Filter the listing below, copying every line in which the word "copied" appears.

START Dataset

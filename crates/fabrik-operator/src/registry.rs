//! Task registry: task type name → [`Task`].
//!
//! The set is fixed at build time. Asking for anything else is a
//! configuration error, surfaced at startup by [`TaskRegistry::validate`]
//! and never retried at run time.

use std::collections::HashMap;

use crate::error::{OperatorError, OperatorResult};
use crate::task::{Task, TaskType};

#[derive(Debug, Clone)]
pub struct TaskRegistry {
    tasks: HashMap<&'static str, Task>,
}

impl TaskRegistry {
    pub fn new() -> Self {
        let tasks = TaskType::ALL
            .into_iter()
            .map(|t| (t.name(), Task::new(t)))
            .collect();
        Self { tasks }
    }

    pub fn get_task(&self, task_type: &str) -> OperatorResult<Task> {
        self.tasks
            .get(task_type)
            .copied()
            .ok_or_else(|| OperatorError::UnknownTaskType(task_type.to_string()))
    }

    /// Reject configured task types with no implementation.
    pub fn validate(&self, task_types: &[String]) -> OperatorResult<()> {
        for task_type in task_types {
            self.get_task(task_type)?;
        }
        Ok(())
    }

    pub fn task_types(&self) -> Vec<&'static str> {
        let mut names: Vec<_> = self.tasks.keys().copied().collect();
        names.sort_unstable();
        names
    }
}

impl Default for TaskRegistry {
    fn default() -> Self {
        Self::new()
    }
}

#[cfg(test)]
mod tests {
    use super::*;

    #[test]
    fn known_types_resolve() {
        let registry = TaskRegistry::new();
        let task = registry.get_task("ServiceInstanceBackupTask").unwrap();
        assert_eq!(task.task_type(), TaskType::ServiceInstanceBackup);
        assert_eq!(registry.task_types().len(), 3);
    }

    #[test]
    fn unknown_type_is_precondition_error() {
        let registry = TaskRegistry::new();
        let err = registry.get_task("NotARealType").unwrap_err();
        assert!(matches!(err, OperatorError::UnknownTaskType(ref t) if t == "NotARealType"));
        assert!(err.is_precondition());
        assert!(!err.is_retryable());
    }

    #[test]
    fn validate_rejects_unregistered() {
        let registry = TaskRegistry::new();
        registry
            .validate(&["BlueprintTask".to_string()])
            .unwrap();
        assert!(
            registry
                .validate(&["BlueprintTask".to_string(), "Bogus".to_string()])
                .is_err()
        );
    }
}
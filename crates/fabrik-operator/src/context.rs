//! Shared handles passed to every operator and poller.

use std::sync::Arc;

use fabrik_state::ResourceClient;

use crate::backend::{BackendClient, BackendKind, SimulatedBackend};
use crate::config::FabrikConfig;
use crate::error::OperatorResult;
use crate::lock::LockManager;
use crate::registry::TaskRegistry;

/// One client per backend.
#[derive(Clone)]
pub struct Backends {
    pub director: Arc<dyn BackendClient>,
    pub snapshot: Arc<dyn BackendClient>,
    pub agent: Arc<dyn BackendClient>,
}

impl Backends {
    pub fn new(
        director: Arc<dyn BackendClient>,
        snapshot: Arc<dyn BackendClient>,
        agent: Arc<dyn BackendClient>,
    ) -> Self {
        Self {
            director,
            snapshot,
            agent,
        }
    }

    /// Simulated backends that finish every job after `polls` status queries.
    pub fn simulated(polls: u32) -> Self {
        Self::new(
            Arc::new(SimulatedBackend::new(BackendKind::Director).with_auto_complete(polls)),
            Arc::new(SimulatedBackend::new(BackendKind::Snapshot).with_auto_complete(polls)),
            Arc::new(SimulatedBackend::new(BackendKind::Agent).with_auto_complete(polls)),
        )
    }

    pub fn get(&self, kind: BackendKind) -> &Arc<dyn BackendClient> {
        match kind {
            BackendKind::Director => &self.director,
            BackendKind::Snapshot => &self.snapshot,
            BackendKind::Agent => &self.agent,
        }
    }
}

#[derive(Clone)]
pub struct EngineContext {
    pub client: Arc<dyn ResourceClient>,
    pub backends: Backends,
    pub registry: TaskRegistry,
    pub config: Arc<FabrikConfig>,
    /// Stamped on claims, poller leases and locks.
    pub identity: String,
    pub locks: LockManager,
    /// Same owner, `deployment.allocation_lock_ttl` lifetime.
    pub allocation_locks: LockManager,
}

impl EngineContext {
    pub fn new(
        client: Arc<dyn ResourceClient>,
        backends: Backends,
        config: FabrikConfig,
        identity: impl Into<String>,
    ) -> OperatorResult<Self> {
        let identity = identity.into();
        let locks = LockManager::new(client.clone(), identity.clone(), config.lock_ttl()?);
        let allocation_locks = locks.clone().with_ttl(config.allocation_lock_ttl()?);
        Ok(Self {
            client,
            backends,
            registry: TaskRegistry::new(),
            config: Arc::new(config),
            identity,
            locks,
            allocation_locks,
        })
    }
}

END Dataset

- _Problem solution_:
            .copied()
        let mut names: Vec<_> = self.tasks.keys().copied().collect();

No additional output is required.